Multivariable logistic regression analysis revealed that older age (OR: 1.05 (95% CI: 1.01–1.1); P = 0.02), number of distal anastomoses (OR: 1.74 (95% CI: 1.20–2.50); P = 0.003), preoperative congestive heart failure (OR: 10.27 (95% CI: 2.58–40.95); P = 0.001), and thrombolysis within 24 h of surgery (OR: 15.34 (1.93–121.9); P = 0.01) were associated with increased PMI, while PMI was lower in male patients (OR: 0.42 (95% CI: 0.19–0.93); P = 0.03) and with higher body surface area (BSA) (OR: 0.08 (95% CI: 0.07–0.86); P = 0.04) (Table 4).

Table 4 Risk factors for perioperative myocardial infarction

Discussion

Perioperative myocardial infarction after coronary artery bypass grafting still presents a major cause of morbidity and mortality [7]. Our study found that PMI patients had higher postoperative complications, including low cardiac output, pulmonary and renal complications, prolonged mechanical ventilation, ICU, and hospital stay. Additionally, PMI was associated with higher mortality. We identified risk factors for PMI in our cohort and included older age, female gender, low BSA, congestive heart failure, thrombolysis, and a higher number of distal anastomoses.

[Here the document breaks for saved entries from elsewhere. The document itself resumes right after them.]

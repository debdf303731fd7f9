use serde::{Deserialize, Serialize};

use crate::settings::split_token_tag;

/// The prediction of a token classifier for a single token
#[derive(Debug, Clone, PartialEq, Serialize, Deserialize)]
pub struct TokenClassResult {
    /// Id of the word annotation the token belongs to, or a special token marker
    pub uuid: String,

    /// Vocabulary id of the token
    pub token_id: u32,

    /// Predicted class id
    pub class_id: usize,

    /// The token string
    pub token: String,

    /// Predicted label, e.g. "B-header"
    pub class_name: String,

    /// The label without its tag, e.g. "header"
    pub semantic_name: String,

    /// The tag of the label, e.g. "B"
    pub bio_tag: String,

    /// Confidence of the prediction
    pub score: Option<f32>,
}

impl TokenClassResult {
    /// Build a result from a predicted label, splitting it into semantic name and tag
    pub fn new(
        uuid: impl Into<String>,
        token_id: u32,
        class_id: usize,
        token: impl Into<String>,
        class_name: impl Into<String>,
        score: Option<f32>,
    ) -> Self {
        let class_name = class_name.into();
        let (semantic_name, bio_tag) = split_token_tag(&class_name);

        Self {
            uuid: uuid.into(),
            token_id,
            class_id,
            token: token.into(),
            class_name,
            semantic_name,
            bio_tag: bio_tag.to_string(),
            score,
        }
    }
}

/// The prediction of a sequence classifier for a whole page
#[derive(Debug, Clone, PartialEq, Serialize, Deserialize)]
pub struct SequenceClassResult {
    /// Predicted class id
    pub class_id: usize,

    /// Predicted label
    pub class_name: String,

    /// Confidence of the prediction
    pub score: Option<f32>,

    /// The label as the model's config names it
    pub class_name_orig: String,
}

impl SequenceClassResult {
    /// Build a result whose label is taken as is from the model config
    pub fn new(class_id: usize, class_name: impl Into<String>, score: Option<f32>) -> Self {
        let class_name = class_name.into();

        Self {
            class_id,
            class_name_orig: class_name.clone(),
            class_name,
            score,
        }
    }
}

#[cfg(test)]
mod tests {
    use pretty_assertions::assert_eq;

    use super::*;

    #[test]
    fn test_token_result_splits_label() {
        let result = TokenClassResult::new("w1", 7592, 1, "hello", "B-header", Some(0.9));

        assert_eq!(result.semantic_name, "header");
        assert_eq!(result.bio_tag, "B");
    }

    #[test]
    fn test_token_result_outside() {
        let result = TokenClassResult::new("w1", 7592, 0, "hello", "O", None);

        assert_eq!(result.semantic_name, "other");
        assert_eq!(result.bio_tag, "O");
    }
}
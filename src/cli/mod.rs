/// CLI Indexes: Tokenizers
pub mod tokenizers;
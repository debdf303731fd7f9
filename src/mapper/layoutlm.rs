use std::ops::Range;

use crate::{
    datapoint::Image,
    settings::LayoutType,
    tokenizer::{LmTokenizer, SpecialTokens},
    utils::sequences::{longest, pad_to},
};

use super::{FeatureOptions, LayoutLmFeatures, MappingError, Padding, RawFeatures};

/// Annotation id marker of the classification token
pub static CLS_ANN_ID: &str = "[CLS]";

/// Annotation id marker of the separator token
pub static SEP_ANN_ID: &str = "[SEP]";

/// Annotation id marker of padding tokens
pub static PAD_ANN_ID: &str = "[PAD]";

/// A content token together with the word it belongs to
#[derive(Debug, Clone)]
struct WordToken {
    ann_id: String,
    token: String,
    input_id: u32,
    bbox: [i32; 4],
}

/// Collect the words of a page in reading order, with boxes scaled to the input grid.
///
/// Words carrying a reading order come first, sorted by it. The rest keep their stored order.
/// Returns `None` for a page without words.
pub fn image_to_raw_features(
    dp: &Image,
    options: &FeatureOptions,
) -> Result<Option<RawFeatures>, MappingError> {
    let mut words = dp.get_annotation_by_category(&[LayoutType::Word.as_str()]);

    if words.is_empty() {
        return Ok(None);
    }

    words.sort_by_key(|word| word.reading_order().unwrap_or(usize::MAX));

    let mut raw = RawFeatures {
        image_id: dp.image_id.clone(),
        width: dp.width.round() as u32,
        height: dp.height.round() as u32,
        ann_ids: Vec::with_capacity(words.len()),
        words: Vec::with_capacity(words.len()),
        bbox: Vec::with_capacity(words.len()),
    };

    for word in words {
        let text = word
            .characters()
            .ok_or_else(|| MappingError::MissingCharacters(word.annotation_id.clone()))?;

        if word.bounding_box.absolute_coords && (dp.width <= 0.0 || dp.height <= 0.0) {
            return Err(MappingError::MissingImageSize(dp.image_id.clone()));
        }

        raw.ann_ids.push(word.annotation_id.clone());
        raw.words.push(text.to_string());
        raw.bbox.push(word.bounding_box.to_grid(
            dp.width,
            dp.height,
            options.input_width,
            options.input_height,
        ));
    }

    Ok(Some(raw))
}

/// Tokenize raw word features and align annotation ids and boxes with the tokens.
///
/// Every row is framed by the classification and separator tokens. Sequences longer than the
/// maximum length are split into windows or cut, depending on the options, then padded.
pub fn raw_features_to_layoutlm_features<T: LmTokenizer>(
    raw: &RawFeatures,
    tokenizer: &T,
    options: &FeatureOptions,
) -> Result<LayoutLmFeatures, MappingError> {
    let words: Vec<&str> = raw.words.iter().map(String::as_str).collect();
    let encoding = tokenizer.encode_words(&words)?;

    let content: Vec<WordToken> = encoding
        .word_ids
        .iter()
        .enumerate()
        .filter_map(|(i, word_id)| {
            let word_id = (*word_id)? as usize;

            Some(WordToken {
                ann_id: raw.ann_ids.get(word_id)?.clone(),
                token: encoding.tokens[i].clone(),
                input_id: encoding.ids[i],
                bbox: *raw.bbox.get(word_id)?,
            })
        })
        .collect();

    build_rows(raw, &content, tokenizer, options)
}

/// Split content tokens into rows, frame each row with the classification and separator tokens
/// and pad the batch
fn build_rows<T: LmTokenizer>(
    raw: &RawFeatures,
    content: &[WordToken],
    tokenizer: &T,
    options: &FeatureOptions,
) -> Result<LayoutLmFeatures, MappingError> {
    let max_length = options.max_length.unwrap_or_else(|| tokenizer.max_length());
    let window = max_length.saturating_sub(2).max(1);

    let ranges = windows(content.len(), window, options)?;
    let special = tokenizer.special_tokens();
    let sep_box = [
        options.input_width as i32,
        options.input_height as i32,
        options.input_width as i32,
        options.input_height as i32,
    ];

    let mut features = LayoutLmFeatures {
        width: raw.width,
        height: raw.height,
        ..Default::default()
    };

    for range in ranges {
        let tokens = &content[range];

        let mut ann_ids = vec![CLS_ANN_ID.to_string()];
        ann_ids.extend(tokens.iter().map(|t| t.ann_id.clone()));
        ann_ids.push(SEP_ANN_ID.to_string());

        let mut token_strings = vec![special.cls_token.clone()];
        token_strings.extend(tokens.iter().map(|t| t.token.clone()));
        token_strings.push(special.sep_token.clone());

        let mut input_ids = vec![special.cls_token_id];
        input_ids.extend(tokens.iter().map(|t| t.input_id));
        input_ids.push(special.sep_token_id);

        let mut bbox = vec![[0, 0, 0, 0]];
        bbox.extend(tokens.iter().map(|t| t.bbox));
        bbox.push(sep_box);

        features.image_ids.push(raw.image_id.clone());
        features.attention_mask.push(vec![1; input_ids.len()]);
        features.token_type_ids.push(vec![0; input_ids.len()]);
        features.ann_ids.push(ann_ids);
        features.tokens.push(token_strings);
        features.input_ids.push(input_ids);
        features.bbox.push(bbox);
    }

    let seq_length = match options.padding {
        Padding::MaxLength => Some(max_length),
        Padding::Longest => Some(longest(&features.input_ids)),
        Padding::DoNotPad => None,
    };

    if let Some(seq_length) = seq_length {
        pad(&mut features, special, seq_length);
    }

    Ok(features)
}

/// Split `len` content tokens into the ranges each row holds
fn windows(
    len: usize,
    window: usize,
    options: &FeatureOptions,
) -> Result<Vec<Range<usize>>, MappingError> {
    if len <= window {
        return Ok(vec![0..len]);
    }

    if options.return_overflowing_tokens {
        if options.sliding_window_stride >= window {
            return Err(MappingError::InvalidStride {
                stride: options.sliding_window_stride,
                window,
            });
        }

        let step = window - options.sliding_window_stride;
        let mut ranges = Vec::new();
        let mut start = 0;

        loop {
            let end = (start + window).min(len);
            ranges.push(start..end);

            if end == len {
                break;
            }

            start += step;
        }

        return Ok(ranges);
    }

    if options.truncation {
        log::debug!("Truncating {} tokens to {}", len, window);

        return Ok(vec![0..window]);
    }

    log::warn!(
        "Sequence of {} tokens exceeds the maximum length and is neither truncated nor split",
        len + 2
    );

    Ok(vec![0..len])
}

fn pad(features: &mut LayoutLmFeatures, special: &SpecialTokens, seq_length: usize) {
    features.ann_ids = pad_to(
        PAD_ANN_ID.to_string(),
        std::mem::take(&mut features.ann_ids),
        seq_length,
    );
    features.tokens = pad_to(
        special.pad_token.clone(),
        std::mem::take(&mut features.tokens),
        seq_length,
    );
    features.input_ids = pad_to(
        special.pad_token_id,
        std::mem::take(&mut features.input_ids),
        seq_length,
    );
    features.attention_mask = pad_to(0, std::mem::take(&mut features.attention_mask), seq_length);
    features.token_type_ids = pad_to(0, std::mem::take(&mut features.token_type_ids), seq_length);
    features.bbox = pad_to([0, 0, 0, 0], std::mem::take(&mut features.bbox), seq_length);
}

/// Map a page to LayoutLM features: words in reading order, tokenized as pre-split words
pub fn image_to_layoutlm_features<T: LmTokenizer>(
    dp: &Image,
    tokenizer: &T,
    options: &FeatureOptions,
) -> Result<Option<LayoutLmFeatures>, MappingError> {
    match image_to_raw_features(dp, options)? {
        Some(raw) => raw_features_to_layoutlm_features(&raw, tokenizer, options).map(Some),
        None => Ok(None),
    }
}

/// Map a page to LayoutLM features by tokenizing one word at a time.
///
/// Tokens, boxes and annotation ids come from the per-word pieces. Input ids come from encoding
/// the space-joined words, and both halves must agree in length. Rows are then cut, split and
/// padded like [`raw_features_to_layoutlm_features`] does.
pub fn image_to_layoutlm<T: LmTokenizer>(
    dp: &Image,
    tokenizer: &T,
    options: &FeatureOptions,
) -> Result<Option<LayoutLmFeatures>, MappingError> {
    let Some(raw) = image_to_raw_features(dp, options)? else {
        return Ok(None);
    };

    let mut content = Vec::new();

    for ((word, ann_id), word_box) in raw.words.iter().zip(&raw.ann_ids).zip(&raw.bbox) {
        for piece in tokenizer.tokenize(word)? {
            content.push(WordToken {
                ann_id: ann_id.clone(),
                token: piece,
                input_id: 0,
                bbox: *word_box,
            });
        }
    }

    let encoding = tokenizer.encode(&raw.words.join(" "))?;

    // The encoding holds the content plus CLS and SEP
    if encoding.len() != content.len() + 2 {
        return Err(MappingError::Misaligned {
            tokens: content.len() + 2,
            ids: encoding.len(),
        });
    }

    for (token, input_id) in content.iter_mut().zip(&encoding.ids[1..]) {
        token.input_id = *input_id;
    }

    build_rows(&raw, &content, tokenizer, options).map(Some)
}
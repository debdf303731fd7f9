use std::{fmt::Display, path::PathBuf};

use crate::tokenizer::{hf::DEFAULT_MAX_LENGTH, HfTokenizer, TokenizerError};

/// microsoft/layoutlm-base-uncased
pub static LAYOUTLM_BASE_UNCASED: &str = "microsoft/layoutlm-base-uncased";

/// microsoft/layoutlm-large-uncased
pub static LAYOUTLM_LARGE_UNCASED: &str = "microsoft/layoutlm-large-uncased";

/// All known LayoutLM tokenizers
pub static ALL_TOKENIZERS: &[&str; 2] = &[LAYOUTLM_BASE_UNCASED, LAYOUTLM_LARGE_UNCASED];

/// The default tokenizer to use
pub static DEFAULT_TOKENIZER: &str = LAYOUTLM_BASE_UNCASED;

/// Where a tokenizer is loaded from
#[derive(Debug, Clone, Eq, PartialEq, Hash)]
pub enum TokenizerSource {
    /// A model on the Hugging Face Hub
    Pretrained(String),

    /// A local `tokenizer.json` file
    File(PathBuf),
}

impl TokenizerSource {
    /// Load the tokenizer
    pub async fn load(&self, max_length: Option<usize>) -> Result<HfTokenizer, TokenizerError> {
        let max_length = max_length.unwrap_or(DEFAULT_MAX_LENGTH);

        match self {
            TokenizerSource::Pretrained(name) => HfTokenizer::from_pretrained(name, max_length).await,
            TokenizerSource::File(path) => HfTokenizer::from_file(path, max_length),
        }
    }
}

impl Default for TokenizerSource {
    fn default() -> Self {
        TokenizerSource::Pretrained(DEFAULT_TOKENIZER.to_string())
    }
}

impl TryFrom<&str> for TokenizerSource {
    type Error = TokenizerSourceError;

    /// A `.json` path is a local file. Known names and `owner/name` ids are Hub models.
    fn try_from(value: &str) -> Result<Self, Self::Error> {
        if value.ends_with(".json") {
            Ok(TokenizerSource::File(PathBuf::from(value)))
        } else if ALL_TOKENIZERS.contains(&value) || value.split('/').count() == 2 {
            Ok(TokenizerSource::Pretrained(value.to_string()))
        } else {
            Err(TokenizerSourceError::Unknown(value.to_string()))
        }
    }
}

impl Display for TokenizerSource {
    fn fmt(&self, f: &mut std::fmt::Formatter<'_>) -> std::fmt::Result {
        match self {
            TokenizerSource::Pretrained(name) => write!(f, "{}", name),
            TokenizerSource::File(path) => write!(f, "{}", path.display()),
        }
    }
}

/// Tokenizer Source Error
#[derive(thiserror::Error, Debug)]
pub enum TokenizerSourceError {
    /// Neither a file nor a Hub model
    #[error("no tokenizer found for {0}")]
    Unknown(String),
}
use std::path::PathBuf;

use hf_hub::api::tokio;

/// Download the tokenizer and config files of a model from the Hugging Face Hub.
/// Files already in the local cache are not downloaded again.
pub async fn download_hf_tokenizer(model_name: &str) -> anyhow::Result<(PathBuf, PathBuf)> {
    let api = tokio::Api::new()?;
    let repo = api.model(model_name.to_string());

    let tokenizer_filepath = repo.get("tokenizer.json").await.map_err(|e| {
        anyhow!(
            "Failed to download: {} tokenizer with name: tokenizer.json from HuggingFace Hub: {}",
            model_name,
            e
        )
    })?;

    let config_filepath = repo.get("config.json").await.map_err(|e| {
        anyhow!(
            "Failed to download: {} config with name: config.json from HuggingFace Hub: {}",
            model_name,
            e
        )
    })?;

    Ok((tokenizer_filepath, config_filepath))
}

The incidence of PMI varies widely in the literature. A major cause for this variability is the different diagnostic criteria and techniques used [8]. According to several reports, no optimal single diagnostic criteria for PMI are available, and combined diagnostic approaches are recommended [9]. The debate between on-pump and off-pump CABG continues, and the practice varies in different centers. In a meta-analysis of studies comparing on-pump and off-pump CABG, no difference in myocardial injury was reported between groups [10].

Hospital and long-term sequelae risk could be improved if the risk factors are identified and properly managed. Several risk factors associated with PMI after off-pump CABG were reported. The presence of collaterals could protect the patients against PMI [11]. We found that the risk of PMI was associated with increasing the number of distal anastomoses. This finding is similar to what was reported by Nathoe and colleagues [12]. This observation could be attributed to the longer distal occlusion time, leading to PMI in patients with poor collaterals. Therefore, several strategies could be used to reduce distal ischemia or improve the collateral circulation, such as the use of intra-coronary shunts [13], coronary staplers [14], or ischemic preconditioning [15]. Alkhouli and colleagues found that females, heart failure, dialysis, cirrhosis, emergency CABG, and mechanical circulatory support predicted early PMI after CABG [16]. In our series, congestive heart failure and recent thrombolysis increased the risk of PMI. These factors indicated patients' instability with severe coronary artery disease. CABG in patients with cardiogenic shock or those who failed non-surgical revascularization was associated with high morbidity and mortality [17]. In other series, the female gender was a risk factor for PMI, which was related to the smaller coronary arteries and poor collaterals [18]. We confirmed this finding in our patients, and we found that females had a higher risk of PMI. Similarly, lower BSA was associated with PMI, which could be related to the coronary artery sizes.

PMI was associated with increased complications and mortality in our series. Patients with PMI had prolonged ventilation, ICU, and hospital stay. Another study reported a negative impact of PMI on hospital outcomes, while there was no difference in long-term outcomes [19]. However, other studies showed that PMI negatively affected the incidence of long-term cardiovascular outcomes after CABG [20].

Study limitations

The study is limited by the retrospective design; however, PMI is a rare event, and this is the optimal study design to evaluate risk factors for PMI. Additionally, the study is a single-center experience, and several factors could be related to the operating surgeons and their expertise. Several unmeasured variables could have affected the outcomes and were not included in the analysis. Finally, we did not include invasive measures to diagnose PMI.

Conclusions

Post-off-pump CABG PMI was associated with high morbidity and mortality. Older age, lower BSA, females, increased distal anastomoses, preoperative heart failure, and thrombolysis were related to increased PMI. Targeting these factors could improve the outcomes of surgery.